What to work on
Each line below from the one containing "index ranges, exposed" through the one containing "in the catalog." should be output exactly as it stands, and no other line should appear.

Provided material
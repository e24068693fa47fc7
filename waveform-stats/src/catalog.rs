//! The fixed, ordered registry of statistic definitions.
//!
//! The catalog is constructed exactly once (see [`CATALOG`]); every
//! definition's match token is precomputed inside the constructor, so no
//! shared state is ever mutated after initialization.

use lazy_static::lazy_static;
use strum::IntoEnumIterator;

/// Identifies one statistic. The discriminant is the catalog index, and the
/// declaration order is the catalog order.
///
/// The five statistic groups occupy fixed contiguous index ranges, exposed
/// as the typed block constants below rather than as base-plus-offset
/// arithmetic.
#[derive(
    Debug, Clone, Copy, PartialEq, Eq, Hash, strum::Display, strum::EnumCount, strum::EnumIter,
)]
pub enum StatId {
    Baseline,
    Min,
    Max,
    Amplitude,
    Mean,
    Slope,
    Intercept,
    ChiSquared,
    ZeroCrossing,
    MeanExpRate,
    MaxExpRate,
    RefChiSquared,
    RefRise25,
    RefRise50,
    RefRise75,
    Fall25,
    Fall50,
    Fall75,
    Rise25,
    Rise50,
    Rise75,
    Period,
    Slope1,
    Slope2,
    Slope3,
    Slope4,
    Mean1,
    Mean2,
    Mean3,
    Mean4,
}

impl StatId {
    /// Catalog index of this statistic.
    pub fn index(self) -> usize {
        self as usize
    }

    /// The statistics derived from the global linear fit. The first of the
    /// exponential-rate pair follows the fit proper in the catalog.
    pub const FIT_GROUP: [StatId; 6] = [
        StatId::Slope,
        StatId::Intercept,
        StatId::ChiSquared,
        StatId::ZeroCrossing,
        StatId::MeanExpRate,
        StatId::MaxExpRate,
    ];

    /// Times at which the waveform first rises through a fraction of the
    /// reference waveform's final sample.
    pub const REFERENCE_RISE_TIMES: [StatId; 3] =
        [StatId::RefRise25, StatId::RefRise50, StatId::RefRise75];

    /// Times at which the waveform first falls through a fraction of its
    /// maximum, searched from the maximum onwards.
    pub const FALL_TIMES: [StatId; 3] = [StatId::Fall25, StatId::Fall50, StatId::Fall75];

    /// Times at which the waveform first rises through a fraction of its
    /// maximum, searched from the start.
    pub const RISE_TIMES: [StatId; 3] = [StatId::Rise25, StatId::Rise50, StatId::Rise75];

    /// Independent slopes over the four equal sub-windows of the tail of
    /// the waveform.
    pub const QUARTER_SLOPES: [StatId; 4] =
        [StatId::Slope1, StatId::Slope2, StatId::Slope3, StatId::Slope4];

    /// Bulk means over the four configured mean regions.
    pub const REGION_MEANS: [StatId; 4] =
        [StatId::Mean1, StatId::Mean2, StatId::Mean3, StatId::Mean4];
}

/// The level fractions shared by the three crossing-time triples.
pub const CROSSING_FRACTIONS: [crate::Real; 3] = [0.25, 0.5, 0.75];

/// How a statistic's output units are derived.
#[derive(Debug, Clone, Copy, PartialEq, Eq)]
pub enum UnitClass {
    /// The signal's own physical units, when it has any.
    Signal,
    /// The caller-supplied time unit.
    Time,
    /// Signal units over time units.
    SignalPerTime,
    /// No units.
    Dimensionless,
}

/// One immutable catalog entry.
#[derive(Debug, Clone)]
pub struct StatisticDef {
    pub id: StatId,
    pub name: String,
    pub unit_class: UnitClass,
    template: &'static str,
    match_token: String,
}

impl StatisticDef {
    /// The description with the given subject substituted into its one slot.
    pub fn describe(&self, subject: &str) -> String {
        self.template.replacen("{}", subject, 1)
    }

    /// Name plus delimiter, searched for verbatim in selection expressions.
    /// The delimiter stops one name matching inside another when it is a
    /// prefix of it (`Mean` in `MeanExpRate`, `Slope` in `Slope1`).
    pub(crate) fn match_token(&self) -> &str {
        &self.match_token
    }
}

fn unit_class_and_template(id: StatId) -> (UnitClass, &'static str) {
    match id {
        StatId::Baseline => (UnitClass::Signal, "baseline level of {}"),
        StatId::Min => (UnitClass::Signal, "minimum of {}"),
        StatId::Max => (UnitClass::Signal, "maximum of {}"),
        StatId::Amplitude => (UnitClass::Signal, "peak amplitude of {} above baseline"),
        StatId::Mean => (UnitClass::Signal, "mean of {}"),
        StatId::Slope => (UnitClass::SignalPerTime, "fitted slope of {}"),
        StatId::Intercept => (UnitClass::Signal, "fitted intercept of {}"),
        StatId::ChiSquared => (
            UnitClass::Dimensionless,
            "reduced chi-squared of the linear fit to {}",
        ),
        StatId::ZeroCrossing => (UnitClass::Time, "time at which the linear fit to {} crosses zero"),
        StatId::MeanExpRate => (
            UnitClass::Time,
            "mean exponential time constant of the fit residuals of {}",
        ),
        StatId::MaxExpRate => (
            UnitClass::Time,
            "largest exponential time constant of the fit residuals of {}",
        ),
        StatId::RefChiSquared => (
            UnitClass::Dimensionless,
            "mean squared deviation of {} from its reference",
        ),
        StatId::RefRise25 => (
            UnitClass::Time,
            "time for {} to rise to 25% of the reference endpoint",
        ),
        StatId::RefRise50 => (
            UnitClass::Time,
            "time for {} to rise to 50% of the reference endpoint",
        ),
        StatId::RefRise75 => (
            UnitClass::Time,
            "time for {} to rise to 75% of the reference endpoint",
        ),
        StatId::Fall25 => (UnitClass::Time, "time for {} to fall to 25% of its maximum"),
        StatId::Fall50 => (UnitClass::Time, "time for {} to fall to 50% of its maximum"),
        StatId::Fall75 => (UnitClass::Time, "time for {} to fall to 75% of its maximum"),
        StatId::Rise25 => (UnitClass::Time, "time for {} to rise to 25% of its maximum"),
        StatId::Rise50 => (UnitClass::Time, "time for {} to rise to 50% of its maximum"),
        StatId::Rise75 => (UnitClass::Time, "time for {} to rise to 75% of its maximum"),
        StatId::Period => (UnitClass::Time, "average period of {}"),
        StatId::Slope1 => (UnitClass::SignalPerTime, "slope of {} over quarter window 1"),
        StatId::Slope2 => (UnitClass::SignalPerTime, "slope of {} over quarter window 2"),
        StatId::Slope3 => (UnitClass::SignalPerTime, "slope of {} over quarter window 3"),
        StatId::Slope4 => (UnitClass::SignalPerTime, "slope of {} over quarter window 4"),
        StatId::Mean1 => (UnitClass::Signal, "mean of {} over region 1"),
        StatId::Mean2 => (UnitClass::Signal, "mean of {} over region 2"),
        StatId::Mean3 => (UnitClass::Signal, "mean of {} over region 3"),
        StatId::Mean4 => (UnitClass::Signal, "mean of {} over region 4"),
    }
}

/// The ordered statistic registry.
#[derive(Debug, Clone)]
pub struct Catalog {
    defs: Vec<StatisticDef>,
}

impl Catalog {
    pub fn new() -> Self {
        let defs = StatId::iter()
            .map(|id| {
                let (unit_class, template) = unit_class_and_template(id);
                let name = id.to_string();
                let match_token = format!("{name} ");
                StatisticDef {
                    id,
                    name,
                    unit_class,
                    template,
                    match_token,
                }
            })
            .collect();
        Self { defs }
    }

    pub fn len(&self) -> usize {
        self.defs.len()
    }

    pub fn is_empty(&self) -> bool {
        self.defs.is_empty()
    }

    pub fn lookup(&self, id: StatId) -> &StatisticDef {
        &self.defs[id.index()]
    }

    pub fn iter(&self) -> impl Iterator<Item = &StatisticDef> {
        self.defs.iter()
    }
}

impl Default for Catalog {
    fn default() -> Self {
        Self::new()
    }
}

lazy_static! {
    /// The catalog, constructed once with every match token precomputed.
    pub static ref CATALOG: Catalog = Catalog::new();
}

Task answer
/// The five statistic groups occupy fixed contiguous index ranges, exposed
/// as the typed block constants below rather than as base-plus-offset
/// arithmetic.
#[derive(
    Debug, Clone, Copy, PartialEq, Eq, Hash, strum::Display, strum::EnumCount, strum::EnumIter,
)]
pub enum StatId {
    Baseline,
    Min,
    Max,
    Amplitude,
    Mean,
    Slope,
    Intercept,
    ChiSquared,
    ZeroCrossing,
    MeanExpRate,
    MaxExpRate,
    RefChiSquared,
    RefRise25,
    RefRise50,
    RefRise75,
    Fall25,
    Fall50,
    Fall75,
    Rise25,
    Rise50,
    Rise75,
    Period,
    Slope1,
    Slope2,
    Slope3,
    Slope4,
    Mean1,
    Mean2,
    Mean3,
    Mean4,
}

impl StatId {
    /// Catalog index of this statistic.
    pub fn index(self) -> usize {
        self as usize
    }

    /// The statistics derived from the global linear fit. The first of the
    /// exponential-rate pair follows the fit proper in the catalog.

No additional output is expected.